Consider the research edition of Bauckham, Richard, James R. Davila, and Alexander Panayotov, eds. Old Testament Pseudepigrapha: More Noncanonical Scriptures. Vol. One. Grand Rapids, MI;Cambridge, U.K.: William B. Eerdmans Publishing Company, 2013.

The works included in this volume generally lack references/milestones. Apparently for research purposes, I am supposed to have memorized the list of works in this volume, the names under which they appear, . . . Somehow, given that a search for a passage is impossible and the text cannot be pulled into the text comparison tool, I'm a little uncertain as to what research this supports.

When a work is fragmentary as is pulled from the early church fathers, the references are only linked some of the time … another research dead end.

So maybe "research edition" means it is tagged for Factbook … so I turn on the Factbook filter:

It appears that Basil of Caesarea is the only Factbook tag - none of the Bible Knowledgebase persons and places are tagged.

The only "research" feature I see is the ability to cite articles as well as the book.
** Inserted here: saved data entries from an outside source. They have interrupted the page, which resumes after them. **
//! Typed errors and HTTP mapping.

use crate::remote::ErrorDetails;
use axum::{
    http::StatusCode,
    response::{IntoResponse, Response},
    Json,
};
use serde::Serialize;
use thiserror::Error;

#[derive(Error, Debug)]
pub enum AppError {
    #[error("not found: {0}")]
    NotFound(String),
    #[error("validation: {0}")]
    Validation(String),
    /// Normalized outcome of a guarded remote call.
    #[error("{}", .0.message)]
    Remote(ErrorDetails),
    #[error("conflict: {0}")]
    Conflict(String),
    #[error("bad request: {0}")]
    BadRequest(String),
}

impl From<ErrorDetails> for AppError {
    fn from(details: ErrorDetails) -> Self {
        AppError::Remote(details)
    }
}

/// For code that talks to the database outside a guarded call (bootstrap,
/// readiness probes). The error still arrives in its normalized shape.
impl From<sqlx::Error> for AppError {
    fn from(err: sqlx::Error) -> Self {
        AppError::Remote(ErrorDetails::from(crate::remote::RemoteError::from(err)))
    }
}

#[derive(Serialize)]
pub struct ErrorBody {
    pub error: ErrorDetail,
}

#[derive(Serialize)]
pub struct ErrorDetail {
    pub code: String,
    pub message: String,
    #[serde(skip_serializing_if = "Option::is_none")]
    pub details: Option<String>,
    #[serde(skip_serializing_if = "Option::is_none")]
    pub hint: Option<String>,
}

/// Status for a normalized database error, by SQLSTATE class.
fn remote_status(details: &ErrorDetails) -> StatusCode {
    match details.code.as_deref() {
        Some("23505") => StatusCode::CONFLICT,
        Some("23502") | Some("23503") | Some("23514") => StatusCode::UNPROCESSABLE_ENTITY,
        _ => StatusCode::INTERNAL_SERVER_ERROR,
    }
}

impl IntoResponse for AppError {
    fn into_response(self) -> Response {
        let (status, code, details, hint) = match &self {
            AppError::NotFound(_) => (StatusCode::NOT_FOUND, "not_found".to_string(), None, None),
            AppError::Validation(_) => (
                StatusCode::UNPROCESSABLE_ENTITY,
                "validation_error".to_string(),
                None,
                None,
            ),
            AppError::Conflict(_) => (StatusCode::CONFLICT, "conflict".to_string(), None, None),
            AppError::BadRequest(_) => {
                (StatusCode::BAD_REQUEST, "bad_request".to_string(), None, None)
            }
            AppError::Remote(e) => (
                remote_status(e),
                e.code.clone().unwrap_or_else(|| "remote_error".to_string()),
                e.details.clone(),
                e.hint.clone(),
            ),
        };
        let body = ErrorBody {
            error: ErrorDetail {
                code,
                message: self.to_string(),
                details,
                hint,
            },
        };
        (status, Json(body)).into_response()
    }
}

#[cfg(test)]
mod tests {
    use super::*;

    fn remote(code: Option<&str>) -> AppError {
        AppError::Remote(ErrorDetails {
            code: code.map(String::from),
            message: "db said no".into(),
            details: None,
            hint: None,
        })
    }

    #[test]
    fn unique_violation_maps_to_conflict() {
        let resp = remote(Some("23505")).into_response();
        assert_eq!(resp.status(), StatusCode::CONFLICT);
    }

    #[test]
    fn constraint_violations_map_to_unprocessable() {
        for code in ["23502", "23503", "23514"] {
            let resp = remote(Some(code)).into_response();
            assert_eq!(resp.status(), StatusCode::UNPROCESSABLE_ENTITY);
        }
    }

    #[test]
    fn codeless_remote_errors_are_internal() {
        let resp = remote(None).into_response();
        assert_eq!(resp.status(), StatusCode::INTERNAL_SERVER_ERROR);
    }

    #[test]
    fn not_found_maps_to_404() {
        let resp = AppError::NotFound("patient".into()).into_response();
        assert_eq!(resp.status(), StatusCode::NOT_FOUND);
    }
}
In what sense is this a research edition, beyond the words on the product description page? Given that Logos claims to assist us in studying the context of scripture and given that apocrypha/pseudepigrapha is a significant part of that context, I fail to see how the error-prone and untagged resources for apocrypha/pseudepigrapha are designed to do anything other than discourage me.

@Kyle G. Anderson

Orthodox Bishop Alfeyev: "To be a theologian means to have experience of a personal encounter with God through prayer and worship."; Orthodox proverb: "We know where the Church is, we do not know where it is not."